=== What to work on ===
Print exactly the lines below between the line holding "omitting zero parts." and the line holding "collector for vehicle", inclusive, and nothing more.
>>>
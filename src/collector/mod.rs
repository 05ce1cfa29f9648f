//! Collector loop: refresh, harvest, persist, sleep, until interrupted.
//!
//! The loop owns its render session and sink for the whole run. Record and
//! tick failures are logged and never stop it; only the shutdown signal
//! does, and the render session is closed exactly once on the way out.

mod clock;
pub mod shutdown;

use std::time::Duration;

use chrono::{Local, Utc};
use tracing::{debug, error, info, warn};

use crate::config::Config;
use crate::harvest::harvest;
use crate::models::{Layout, Observation, ROW_TIME_FORMAT};
use crate::render::{ListingContainer, RenderError, RenderSource};
use crate::sink::{ListingSink, SinkError};

pub use clock::ObservationClock;
pub use shutdown::{Shutdown, ShutdownTrigger};

/// Everything the loop needs to know about one run.
#[derive(Debug, Clone)]
pub struct CollectorSettings {
    pub url: String,
    pub table: String,
    pub layout: Layout,
    pub ready_timeout: Duration,
    pub settle: Duration,
    pub interval: Duration,
    /// Cap for exponential backoff after failed ticks; `None` keeps the interval fixed.
    pub backoff_cap: Option<Duration>,
    /// Stop after this many ticks (used by `collect --once`).
    pub max_ticks: Option<u64>,
}

impl CollectorSettings {
    pub fn from_config(config: &Config) -> Self {
        Self {
            url: config.target.url.clone(),
            table: config.sink.table.clone(),
            layout: config.target.layout,
            ready_timeout: config.collector.ready_timeout(),
            settle: config.collector.settle(),
            interval: config.collector.interval(),
            backoff_cap: config.collector.backoff_cap(),
            max_ticks: None,
        }
    }
}

#[derive(Debug, Clone, Copy, PartialEq, Eq)]
pub enum CollectorState {
    Polling,
    Stopped,
}

/// Counters for one run.
#[derive(Debug, Clone, Default, PartialEq, Eq)]
pub struct CollectorStats {
    pub ticks: u64,
    /// Ticks that produced no snapshot.
    pub render_failures: u64,
    pub extracted: u64,
    pub extract_failures: u64,
    pub persisted: u64,
    pub rejected: u64,
    /// Ticks whose persistence was cut short by an unavailable sink.
    pub sink_outages: u64,
}

/// Sleep before the next tick.
///
/// After `failures` consecutive failed ticks the delay is
/// `min(interval * 2^failures, cap)`, never shorter than `interval`.
pub fn backoff_delay(interval: Duration, cap: Option<Duration>, failures: u32) -> Duration {
    match cap {
        Some(cap) if failures > 0 => {
            let factor = 2u32.checked_pow(failures).unwrap_or(u32::MAX);
            let cap = cap.max(interval);
            interval.checked_mul(factor).unwrap_or(cap).min(cap)
        }
        _ => interval,
    }
}

pub struct Collector<R, S> {
    render: R,
    sink: S,
    settings: CollectorSettings,
    shutdown: Shutdown,
    clock: ObservationClock,
    state: CollectorState,
    stats: CollectorStats,
    consecutive_failures: u32,
}

impl<R: RenderSource, S: ListingSink> Collector<R, S> {
    pub fn new(render: R, sink: S, settings: CollectorSettings, shutdown: Shutdown) -> Self {
        Self {
            render,
            sink,
            settings,
            shutdown,
            clock: ObservationClock::new(),
            state: CollectorState::Polling,
            stats: CollectorStats::default(),
            consecutive_failures: 0,
        }
    }

    pub fn state(&self) -> CollectorState {
        self.state
    }

    pub fn stats(&self) -> &CollectorStats {
        &self.stats
    }

    /// Run until shutdown (or `max_ticks`), then release the render session.
    ///
    /// Only a failed initial navigation is returned as an error.
    pub async fn run(mut self) -> Result<CollectorStats, RenderError> {
        info!(
            "Collecting {} into {} every {}s",
            self.settings.url,
            self.settings.table,
            self.settings.interval.as_secs()
        );

        if let Err(e) = self.render.navigate(&self.settings.url).await {
            error!("Failed to open {}: {}", self.settings.url, e);
            self.stop().await;
            return Err(e);
        }

        if let Err(e) = self
            .sink
            .ensure_table(&self.settings.table, self.settings.layout)
            .await
        {
            warn!("Could not ensure table {}: {}", self.settings.table, e);
        }

        loop {
            if self.shutdown.is_triggered() {
                break;
            }

            self.tick().await;

            if self.shutdown.is_triggered() {
                break;
            }
            if let Some(max) = self.settings.max_ticks {
                if self.stats.ticks >= max {
                    break;
                }
            }

            let delay = backoff_delay(
                self.settings.interval,
                self.settings.backoff_cap,
                self.consecutive_failures,
            );
            debug!("Sleeping {}s", delay.as_secs());
            tokio::select! {
                _ = tokio::time::sleep(delay) => {}
                _ = self.shutdown.wait() => break,
            }

            if let Err(e) = self.render.refresh().await {
                warn!("Refresh failed: {}", e);
            }
        }

        self.stop().await;
        let s = &self.stats;
        info!(
            "Stopped after {} ticks: {} extracted, {} failed, {} persisted, {} rejected, {} render failures",
            s.ticks, s.extracted, s.extract_failures, s.persisted, s.rejected, s.render_failures
        );
        Ok(self.stats)
    }

    async fn stop(&mut self) {
        self.state = CollectorState::Stopped;
        self.render.close().await;
    }

    /// Wait for the page, load lazy content, settle, and read the containers.
    async fn capture(&mut self) -> Result<Vec<ListingContainer>, RenderError> {
        self.render.wait_for_ready(self.settings.ready_timeout).await?;
        self.render.trigger_lazy_load().await?;
        self.render.settle(self.settings.settle).await;
        self.render.snapshot().await
    }

    async fn tick(&mut self) {
        self.stats.ticks += 1;
        let tick = self.stats.ticks;
        info!("Tick {} at {}", tick, Utc::now().format(ROW_TIME_FORMAT));

        let containers = match self.capture().await {
            Ok(containers) => {
                self.consecutive_failures = 0;
                containers
            }
            Err(e) => {
                self.stats.render_failures += 1;
                self.consecutive_failures = self.consecutive_failures.saturating_add(1);
                warn!("Tick {} produced no snapshot: {}", tick, e);
                return;
            }
        };

        let report = harvest(&containers, self.settings.layout, Local::now().date_naive());
        self.stats.extracted += report.records.len() as u64;
        self.stats.extract_failures += report.failures.len() as u64;

        let total = report.records.len();
        let mut persisted = 0u64;
        for (i, record) in report.records.into_iter().enumerate() {
            if self.shutdown.is_triggered() {
                info!("Shutdown requested, {} records not persisted", total - i);
                break;
            }

            let observation = Observation::new(record, self.clock.stamp());
            match self.sink.append(&self.settings.table, &observation).await {
                Ok(()) => persisted += 1,
                Err(SinkError::Rejected(reason)) => {
                    self.stats.rejected += 1;
                    warn!("Lot {} rejected: {}", observation.record.lot, reason);
                }
                Err(e) => {
                    self.stats.sink_outages += 1;
                    error!("{}; skipping {} remaining records this tick", e, total - i);
                    break;
                }
            }
        }
        self.stats.persisted += persisted;

        info!(
            "Tick {}: {} extracted, {} failed, {} persisted",
            tick,
            total,
            report.failures.len(),
            persisted
        );
    }
}
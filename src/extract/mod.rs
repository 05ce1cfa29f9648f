//! Listing extraction.
//!
//! Each page layout lives in its own module behind [`extract`], so a site
//! redesign means adding a layout rather than touching the harvester or loop.

mod attribute;
pub mod normalize;
mod positional;

use chrono::NaiveDate;
use thiserror::Error;

use crate::models::{Layout, ListingRecord};
use crate::render::ListingContainer;

pub use normalize::NormalizeError;

/// Per-record extraction failures.
#[derive(Debug, Clone, PartialEq, Eq, Error)]
pub enum ExtractError {
    #[error("no block starting with \"Lot #\" found")]
    LotNumberNotFound,
    #[error("expected element not found: {0}")]
    ElementNotFound(&'static str),
    #[error("unexpected layout: {0}")]
    UnexpectedLayout(String),
    #[error("invalid {field}: {source}")]
    Field {
        field: &'static str,
        #[source]
        source: NormalizeError,
    },
}

impl ExtractError {
    pub(crate) fn field(field: &'static str) -> impl FnOnce(NormalizeError) -> Self {
        move |source| ExtractError::Field { field, source }
    }
}

/// Literal prefix of the lot-number line.
pub(crate) const LOT_PREFIX: &str = "Lot #";

/// Extract one listing from a container using the given layout.
///
/// `today` anchors year inference for dates rendered without a year.
pub fn extract(
    layout: Layout,
    container: &ListingContainer,
    today: NaiveDate,
) -> Result<ListingRecord, ExtractError> {
    match layout {
        Layout::Attribute => attribute::extract(container),
        Layout::Positional => positional::extract(container, today),
    }
}

/// Parse the lot number out of a "Lot #12345" line.
pub(crate) fn parse_lot_line(line: &str) -> Result<String, ExtractError> {
    let lot = line
        .trim()
        .strip_prefix(LOT_PREFIX)
        .ok_or(ExtractError::LotNumberNotFound)?
        .trim();
    if lot.is_empty() {
        return Err(ExtractError::UnexpectedLayout(format!(
            "empty lot number in {:?}",
            line
        )));
    }
    Ok(lot.to_string())
}

#[cfg(test)]
mod tests {
    use super::*;

    #[test]
    fn test_parse_lot_line() {
        assert_eq!(parse_lot_line("Lot #12345").unwrap(), "12345");
        assert_eq!(parse_lot_line("  Lot # 987 ").unwrap(), "987");
        assert_eq!(
            parse_lot_line("Lot 12345"),
            Err(ExtractError::LotNumberNotFound)
        );
        assert!(matches!(
            parse_lot_line("Lot #"),
            Err(ExtractError::UnexpectedLayout(_))
        ));
    }

    #[test]
    fn test_field_error_message() {
        let err = ExtractError::field("price")(NormalizeError::MalformedAmount("abc".into()));
        assert_eq!(err.to_string(), "invalid price: malformed amount \"abc\"");
    }
}
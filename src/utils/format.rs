//! Formatting utilities.

/// Format a countdown in seconds as "2d 3h 15m 40s", omitting zero parts.
pub fn format_duration(total_secs: u64) -> String {
    if total_secs == 0 {
        return "0s".to_string();
    }

    let parts = [
        (total_secs / 86_400, "d"),
        ((total_secs % 86_400) / 3_600, "h"),
        ((total_secs % 3_600) / 60, "m"),
        (total_secs % 60, "s"),
    ];

    parts
        .iter()
        .filter(|(n, _)| *n > 0)
        .map(|(n, unit)| format!("{}{}", n, unit))
        .collect::<Vec<_>>()
        .join(" ")
}

/// Truncate to `max` characters, marking the cut with "...".
pub fn truncate(s: &str, max: usize) -> String {
    if s.chars().count() <= max {
        s.to_string()
    } else {
        let truncated: String = s.chars().take(max).collect();
        format!("{}...", truncated)
    }
}
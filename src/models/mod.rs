//! Data models for lotwatch.

mod listing;

pub use listing::{
    Layout, ListingDetails, ListingRecord, Observation, Price, ROW_TIME_FORMAT,
};
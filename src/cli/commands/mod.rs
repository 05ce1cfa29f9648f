//! CLI commands implementation.
//!
//! This module contains the CLI parser and dispatches to command-specific modules.

mod collect;
mod config_cmd;
mod extract;
mod init;
mod snapshot;

use std::path::PathBuf;

use anyhow::Context;
use clap::{Parser, Subcommand};

use crate::config::Config;

pub use collect::CollectArgs;
pub use extract::OutputFormat;

#[derive(Parser)]
#[command(name = "lotwatch")]
#[command(about = "Polling collector for vehicle auction listings")]
#[command(version)]
pub struct Cli {
    /// Config file (TOML, YAML or JSON); discovered automatically when omitted
    #[arg(long, global = true, env = "LOTWATCH_CONFIG")]
    config: Option<PathBuf>,

    /// Enable verbose logging
    #[arg(short, long, global = true)]
    pub verbose: bool,

    #[command(subcommand)]
    command: Commands,
}

/// Check if verbose mode is enabled (for early logging setup).
pub fn is_verbose() -> bool {
    std::env::args().any(|arg| arg == "-v" || arg == "--verbose")
}

#[derive(Subcommand)]
enum Commands {
    /// Poll the listing page and persist every listing until interrupted
    Collect(CollectArgs),

    /// Render the listing page once and save its containers as JSON
    Snapshot {
        /// Output file (stdout when omitted)
        #[arg(short, long)]
        output: Option<PathBuf>,
    },

    /// Extract listings from a saved snapshot without persisting them
    Extract {
        /// Snapshot JSON written by `lotwatch snapshot`
        file: PathBuf,
        /// Page layout (defaults to the configured layout)
        #[arg(short, long)]
        layout: Option<crate::models::Layout>,
        /// Output format
        #[arg(short, long, value_enum, default_value = "table")]
        format: OutputFormat,
    },

    /// Create the configured sink table
    Init,

    /// Print the effective configuration as TOML
    Config,
}

/// Run the CLI.
pub async fn run() -> anyhow::Result<()> {
    let cli = Cli::parse();

    let config = Config::load(cli.config.as_deref())
        .await
        .context("Failed to load configuration")?;

    match cli.command {
        Commands::Collect(args) => collect::cmd_collect(config, args).await,
        Commands::Snapshot { output } => snapshot::cmd_snapshot(&config, output.as_deref()).await,
        Commands::Extract {
            file,
            layout,
            format,
        } => {
            let layout = layout.unwrap_or(config.target.layout);
            extract::cmd_extract(&file, layout, format).await
        }
        Commands::Init => init::cmd_init(&config).await,
        Commands::Config => config_cmd::cmd_config_show(&config),
    }
}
<<<
=== Solution to this exercise ===
/// Format a countdown in seconds as "2d 3h 15m 40s", omitting zero parts.
pub fn format_duration(total_secs: u64) -> String {
    if total_secs == 0 {
        return "0s".to_string();
    }

    let parts = [
        (total_secs / 86_400, "d"),
        ((total_secs % 86_400) / 3_600, "h"),
        ((total_secs % 3_600) / 60, "m"),
        (total_secs % 60, "s"),
    ];

    parts
        .iter()
        .filter(|(n, _)| *n > 0)
        .map(|(n, unit)| format!("{}{}", n, unit))
        .collect::<Vec<_>>()
        .join(" ")
}

/// Truncate to `max` characters, marking the cut with "...".
pub fn truncate(s: &str, max: usize) -> String {
    if s.chars().count() <= max {
        s.to_string()
    } else {
        let truncated: String = s.chars().take(max).collect();
        format!("{}...", truncated)
    }
}
filename src/models/mod.rs
//! Data models for lotwatch.

mod listing;

pub use listing::{
    Layout, ListingDetails, ListingRecord, Observation, Price, ROW_TIME_FORMAT,
};
filename src/cli/commands/mod.rs
repository 05ce1cfa29f9648f
//! CLI commands implementation.
//!
//! This module contains the CLI parser and dispatches to command-specific modules.

mod collect;
mod config_cmd;
mod extract;
mod init;
mod snapshot;

use std::path::PathBuf;

use anyhow::Context;
use clap::{Parser, Subcommand};

use crate::config::Config;

pub use collect::CollectArgs;
pub use extract::OutputFormat;

#[derive(Parser)]
#[command(name = "lotwatch")]
#[command(about = "Polling collector for vehicle auction listings")]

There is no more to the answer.